UNIDA dan Asosiasi Profesi Fotografi Indonesia Tandatangani Nota Kesepahaman, Sepakat Jalin Kerja Sama Wujudkan SDM Unggul
Biro Kerja Sama (BKS)
Universitas Djuanda (UNIDA) pada Senin (20/02/2023) menerima kunjungan dari Asosiasi
Profesi Fotografi Indonesia (APFI) dalam rangka menjalin silaturahmi sekaligus melakukan
penandatangan Nota Kesepahaman antara UNIDA dengan APFI tentang penguatan
kelembagaan Tridarma Perguruan Tinggi serta Implementasi Merdeka Belajar Kampus
Merdeka (MBKM).
Dalam kunjungan
tersebut dihadiri oleh Ketua Umum APFI Ridha Nugrotopo Kusumabrata dan Kepala
Bidang Sertifikasi APFI Bambang Heryanto, S.E. yang diterima oleh Kepala
Sekolah Vokasi UNIDA Ir.

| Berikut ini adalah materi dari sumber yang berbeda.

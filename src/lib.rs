//! marketx: realtime KRW crypto price board with a paper portfolio
//!
//! This library provides the core components for:
//! - Live ticker streaming from the Upbit WebSocket with automatic reconnect
//! - REST snapshot polling when the stream is quiet or disabled
//! - A coordinator that merges both sources into per-asset rolling history
//! - A paper portfolio ledger valued against live prices
//! - Key-value persistence for the ledger and last seen prices
//! - Structured logging and Prometheus metrics

pub mod cli;
pub mod config;
pub mod feed;
pub mod market;
pub mod portfolio;
pub mod telemetry;
pub mod ws;
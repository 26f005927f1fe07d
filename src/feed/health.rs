//! Feed staleness tracking

use parking_lot::Mutex;
use std::sync::Arc;
use std::time::Duration;
use tokio::time::Instant;

/// Health monitor shared between the dispatcher and the poller
pub type SharedHealth = Arc<Mutex<FeedHealthMonitor>>;

/// Tracks when the last tick was accepted
///
/// A feed that has never produced a tick counts as quiet.
#[derive(Debug, Default, Clone)]
pub struct FeedHealthMonitor {
    last_tick: Option<Instant>,
}

impl FeedHealthMonitor {
    pub fn new() -> Self {
        Self::default()
    }

    /// Create a monitor wrapped for sharing across tasks
    pub fn shared() -> SharedHealth {
        Arc::new(Mutex::new(Self::new()))
    }

    /// Stamp the current time as last seen
    pub fn record_tick(&mut self) {
        self.record_tick_at(Instant::now());
    }

    pub fn record_tick_at(&mut self, at: Instant) {
        self.last_tick = Some(at);
    }

    /// True if no tick has arrived within `threshold`
    pub fn is_quiet(&self, threshold: Duration) -> bool {
        self.is_quiet_at(threshold, Instant::now())
    }

    pub fn is_quiet_at(&self, threshold: Duration, now: Instant) -> bool {
        match self.last_tick {
            Some(last) => now.saturating_duration_since(last) > threshold,
            None => true,
        }
    }

    pub fn last_tick(&self) -> Option<Instant> {
        self.last_tick
    }

    /// Forget the last tick; the feed reads as quiet again
    pub fn reset(&mut self) {
        self.last_tick = None;
    }
}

Himmatul Miftah, M.Si, Kepala Biro Perpustakaan UNIDA Ruhimat,
S.Sos., M.I.kom., serta Kepala Bagian Kerja Sama Dalam Negeri Nurul Annisa
Yuniarti, M.Pd.
Dalam kesempatan
ini juga membahas tentang bentuk kegiatan kerja sama lain yang lebih
implementatif yang dituangkan ke dalam naskah Perjanjian Kerja Sama antara
Sekolah Vokasi UNIDA dan APFI, khususnya dalam bidang sertifikasi dan
pemanfaatan sumber daya lainnya.
Kepala Biro Perpustakaan,
Ruhimat, S.Sos., M.I.Kom mengungkapkan, kerja sama yang terjalin antara UNIDA
dan APFI diharapkan dapat membawa kebermanfaatan yang lebih luas bagi kedua
belah pihak sebagai upaya penguatan dan peningkatan kompetensi Sumber Daya
Manusia (SDM) unggul.
“Semoga
kedepannya akan segera dilaksanakan kegiatan implementasi kerja sama, seperti
kuliah umum bagi mahasiswa yang berminat dalam bidang fotografi dengan
narasumber dari APFI,” ujarnya.
Pada kesempatan
yang sama Ketua Umum APFI Ridha Nugrotopo Kusumabrata menyambut baik kerja sama
yang telah disepakati bersama. Ridha Nugrotopo Kusumabrata berharap ini menjadi
trigger untuk mewujudkan kerja sama
yang berkelanjutan.
“Dengan telah ditandatanganinya payung kerja sama ini, semoga ke depannya akan mempercepat proses tindaklanjut kegiatan lainnya, dan kami siap berdiskusi dalam mengakomodir kebutuhan yang dibutuhkan di setiap kegiatan kerja sama. Jika ada hal-hal yang dianggap sulit, itu tidak menjadi masalah tetapi sebagai tantangan yang harus terus diupayakan karena hal penting harus segera dilakukan dan jangan sampai tertunda,” tuturnya.